Since 1963, February has marked the celebration of American Heart Month, when American Heart Association volunteers share information about heart disease and stroke and raise funds for research and education. There are certain heart-related illnesses and medications known to contribute to incontinence. To best manage incontinence, it’s important to recognize and treat the underlying causes.
Heart disease and incontinence
Heart disease affects the bladder in several ways. It can cause excessive urination or urine buildup, leading to urge incontinence. Peripheral vascular disease, a heart-related condition caused by blocked arteries in the arms and legs, hinders mobility, making it difficult to reach the bathroom in time.
If heart disease progresses to congestive heart failure, the patient experiences increased fluid output, which can lead to incontinence because of rapid and excessive filling of the bladder. High blood pressure, cholesterol and heart disease also can lead to stroke.
Other illnesses that can contribute to incontinence include diabetes, prostate problems, Alzheimer’s and nerve damage. In addition, conditions that restrict mobility contribute to functional incontinence; these include arthritis, Parkinson’s disease and eyesight problems.
Treating these underlying health conditions may improve incontinence symptoms. Here are some strategies your cardiologist may recommend:
- Eat a healthy diet of vegetables, fruits, fish and lean meats.
- Cut out unhealthy fats, sugars and salt.
- Participate in an exercise program based on your level of mobility.
- Reduce stress and quit unhealthy habits like smoking.
Effect of medications on the bladder
Many types of medications affect the bladder and its ability to function properly. Heart and blood pressure medications, or calcium channel blockers, can affect bladder muscles and cause urinary retention and overflow incontinence.
Diuretics, or water pills, taken to flush excess water from the body, are often used to treat high blood pressure, edema, heart failure and other health problems. Diuretics can contribute to incontinence, especially among older individuals or those with already impaired continence.

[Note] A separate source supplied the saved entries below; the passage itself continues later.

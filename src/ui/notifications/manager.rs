// SPDX-License-Identifier: MPL-2.0
//! Notification lifecycle management.
//!
//! The `Manager` owns the list of live notifications and retires them as
//! they age out. It is driven by a periodic tick from the application's
//! subscription, which only runs while notifications exist.

use super::notification::{Notification, NotificationId};

/// Messages that can be sent to the notification manager.
#[derive(Debug, Clone)]
pub enum Message {
    /// Dismiss a specific notification immediately, skipping the leaving phase.
    Dismiss(NotificationId),
}

/// Manages a stack of active notifications.
///
/// Notifications are stored oldest-first, which matches the top-to-bottom
/// rendering order of the toast overlay.
#[derive(Debug, Default)]
pub struct Manager {
    notifications: Vec<Notification>,
}

impl Manager {
    /// Creates a new empty notification manager.
    #[must_use]
    pub fn new() -> Self {
        Self::default()
    }

    /// Adds a notification to the stack.
    pub fn push(&mut self, notification: Notification) {
        self.notifications.push(notification);
    }

    /// Handles a notification message.
    pub fn handle_message(&mut self, message: Message) {
        match message {
            Message::Dismiss(id) => self.dismiss(id),
        }
    }

    /// Removes a notification immediately by ID.
    pub fn dismiss(&mut self, id: NotificationId) {
        self.notifications.retain(|n| n.id() != id);
    }

    /// Removes all notifications.
    pub fn clear(&mut self) {
        self.notifications.clear();
    }

    /// Retires notifications that have completed their leaving phase.
    /// Called on every animation tick.
    pub fn tick(&mut self) {
        self.notifications.retain(|n| !n.is_expired());
    }

    /// Returns the live notifications, oldest first.
    #[must_use]
    pub fn visible(&self) -> &[Notification] {
        &self.notifications
    }

    /// Returns whether any notifications are live. The animation tick
    /// subscription is only active while this is true.
    #[must_use]
    pub fn has_notifications(&self) -> bool {
        !self.notifications.is_empty()
    }
}
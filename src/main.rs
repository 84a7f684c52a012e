// SPDX-License-Identifier: MPL-2.0
use bloodlink_console::app::{self, Flags};

fn main() -> iced::Result {
    env_logger::init();

    let mut args = pico_args::Arguments::from_env();
    let flags = Flags {
        base_url: args.opt_value_from_str("--base-url").unwrap_or(None),
        data_dir: args.opt_value_from_str("--data-dir").unwrap_or(None),
        config_dir: args.opt_value_from_str("--config-dir").unwrap_or(None),
    };

    app::run(flags)
}
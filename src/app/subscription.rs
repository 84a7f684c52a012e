// SPDX-License-Identifier: MPL-2.0
//! Event subscriptions for the application.
//!
//! Three periodic clocks drive the console: a 100 ms animation tick that
//! only runs while something animates (toasts or the critical-stock pulse),
//! a once-a-minute tick for the header clock and idle session, and the
//! quick-stats refresh interval while the dashboard is shown.

use super::{Message, Screen};
use crate::app::config::defaults::STATS_REFRESH_SECS;
use crate::ui::sidebar;
use iced::keyboard::{key::Named, Key};
use iced::{event, time, Subscription};
use std::time::Duration;

/// Native event routing. Keyboard and mouse input counts as user activity
/// for the idle session, Escape closes the sidebar, and window close
/// requests flush state on every screen.
pub fn create_event_subscription() -> Subscription<Message> {
    event::listen_with(|event, _status, window_id| match &event {
        event::Event::Window(iced::window::Event::CloseRequested) => {
            Some(Message::WindowCloseRequested(window_id))
        }
        event::Event::Keyboard(iced::keyboard::Event::KeyPressed {
            key: Key::Named(Named::Escape),
            ..
        }) => Some(Message::Sidebar(sidebar::Message::Close)),
        event::Event::Keyboard(iced::keyboard::Event::KeyPressed { .. })
        | event::Event::Mouse(
            iced::mouse::Event::ButtonPressed(_) | iced::mouse::Event::CursorMoved { .. },
        ) => Some(Message::ActivityDetected),
        _ => None,
    })
}

/// 100 ms animation tick, active only while toasts exist or a critical
/// inventory row needs to pulse.
pub fn create_tick_subscription(
    has_notifications: bool,
    pulse_needed: bool,
) -> Subscription<Message> {
    if has_notifications || pulse_needed {
        time::every(Duration::from_millis(100)).map(Message::Tick)
    } else {
        Subscription::none()
    }
}

/// Once-a-minute tick for the header clock and the idle session.
pub fn create_minute_subscription() -> Subscription<Message> {
    time::every(Duration::from_secs(60)).map(|_| Message::MinuteTick)
}

/// Quick-stats refresh, active only on the dashboard.
pub fn create_stats_subscription(screen: Screen) -> Subscription<Message> {
    if screen == Screen::Dashboard {
        time::every(Duration::from_secs(STATS_REFRESH_SECS)).map(|_| Message::StatsTick)
    } else {
        Subscription::none()
    }
}
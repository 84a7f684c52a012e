// SPDX-License-Identifier: MPL-2.0
//! Centralized styles for UI components.

pub mod button;
pub mod tooltip;
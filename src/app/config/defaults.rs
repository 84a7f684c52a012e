// SPDX-License-Identifier: MPL-2.0
//! Centralized default values for configuration constants.
//!
//! Single source of truth for defaults used across the application.

// ==========================================================================
// Portal Defaults
// ==========================================================================

/// Default portal base URL when neither a CLI flag nor the config file
/// provides one.
pub const DEFAULT_BASE_URL: &str = "http://localhost:5000";

/// How often the quick-stat counters refresh, in seconds.
pub const STATS_REFRESH_SECS: u64 = 120;

// ==========================================================================
// Request Form Defaults
// ==========================================================================

/// Minimum units a blood request may ask for.
pub const MIN_REQUEST_UNITS: u32 = 1;

/// Maximum units a blood request may ask for.
pub const MAX_REQUEST_UNITS: u32 = 99;

// ==========================================================================
// Window Defaults
// ==========================================================================

/// Default window width in logical pixels.
pub const DEFAULT_WINDOW_WIDTH: f32 = 1100.0;

/// Default window height in logical pixels.
pub const DEFAULT_WINDOW_HEIGHT: f32 = 760.0;

// ==========================================================================
// Compile-time Validation
// ==========================================================================

const _: () = {
    assert!(MIN_REQUEST_UNITS > 0);
    assert!(MAX_REQUEST_UNITS > MIN_REQUEST_UNITS);

    assert!(STATS_REFRESH_SECS > 0);

    assert!(DEFAULT_WINDOW_WIDTH > 0.0);
    assert!(DEFAULT_WINDOW_HEIGHT > 0.0);

    // The default URL must not end with a slash; request paths supply it.
    let url = DEFAULT_BASE_URL.as_bytes();
    assert!(url[url.len() - 1] != b'/');
};
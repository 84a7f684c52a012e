// SPDX-License-Identifier: MPL-2.0
//! Excel-compatible HTML serialization for table exports.
//!
//! Excel accepts an HTML document carrying the Office XML namespaces; the
//! portal exported tables this way rather than writing a real workbook. The
//! envelope is reproduced here with `quick-xml`, which also escapes cell text.

use super::table::DataTable;
use crate::error::Result;
use quick_xml::events::{BytesEnd, BytesStart, BytesText, Event};
use quick_xml::Writer;

/// Serializes a table snapshot into the spreadsheet-compatible HTML envelope.
pub fn serialize(table: &DataTable) -> Result<String> {
    let mut writer = Writer::new(Vec::new());

    let mut html = BytesStart::new("html");
    html.push_attribute(("xmlns:o", "urn:schemas-microsoft-com:office:office"));
    html.push_attribute(("xmlns:x", "urn:schemas-microsoft-com:office:excel"));
    html.push_attribute(("xmlns", "http://www.w3.org/TR/REC-html40"));
    writer.write_event(Event::Start(html))?;

    writer.write_event(Event::Start(BytesStart::new("head")))?;
    let mut meta = BytesStart::new("meta");
    meta.push_attribute(("charset", "UTF-8"));
    writer.write_event(Event::Empty(meta))?;
    writer.write_event(Event::End(BytesEnd::new("head")))?;

    writer.write_event(Event::Start(BytesStart::new("body")))?;
    write_table(&mut writer, table)?;
    writer.write_event(Event::End(BytesEnd::new("body")))?;

    writer.write_event(Event::End(BytesEnd::new("html")))?;

    Ok(String::from_utf8_lossy(&writer.into_inner()).into_owned())
}

fn write_table(writer: &mut Writer<Vec<u8>>, table: &DataTable) -> Result<()> {
    let mut element = BytesStart::new("table");
    element.push_attribute(("id", table.id.as_str()));
    writer.write_event(Event::Start(element))?;

    if !table.headers.is_empty() {
        write_row(writer, "th", &table.headers)?;
    }
    for row in &table.rows {
        write_row(writer, "td", row)?;
    }

    writer.write_event(Event::End(BytesEnd::new("table")))?;
    Ok(())
}

fn write_row(writer: &mut Writer<Vec<u8>>, cell_tag: &str, cells: &[String]) -> Result<()> {
    writer.write_event(Event::Start(BytesStart::new("tr")))?;
    for cell in cells {
        writer.write_event(Event::Start(BytesStart::new(cell_tag)))?;
        writer.write_event(Event::Text(BytesText::new(cell)))?;
        writer.write_event(Event::End(BytesEnd::new(cell_tag)))?;
    }
    writer.write_event(Event::End(BytesEnd::new("tr")))?;
    Ok(())
}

Sleeping pills, muscle relaxants, sedatives and hypnotics—or even alcohol—can cause confusion and an inability to know when it’s time to void the bladder. Other medications to watch out for include narcotics, antihistamines, antidepressants and antipsychotic drugs, which can contribute to immobility.
Talk to your doctor about any medications you or your loved one are taking to determine whether they are contributing to incontinence and how to best manage your condition. Ask if there are any nondrug therapies you can try, such as lowering blood pressure through a device like RESPeRATE, which can reduce blood pressure through the use of bio feedback or deep-breathing exercises, which has been proven in clinical studies.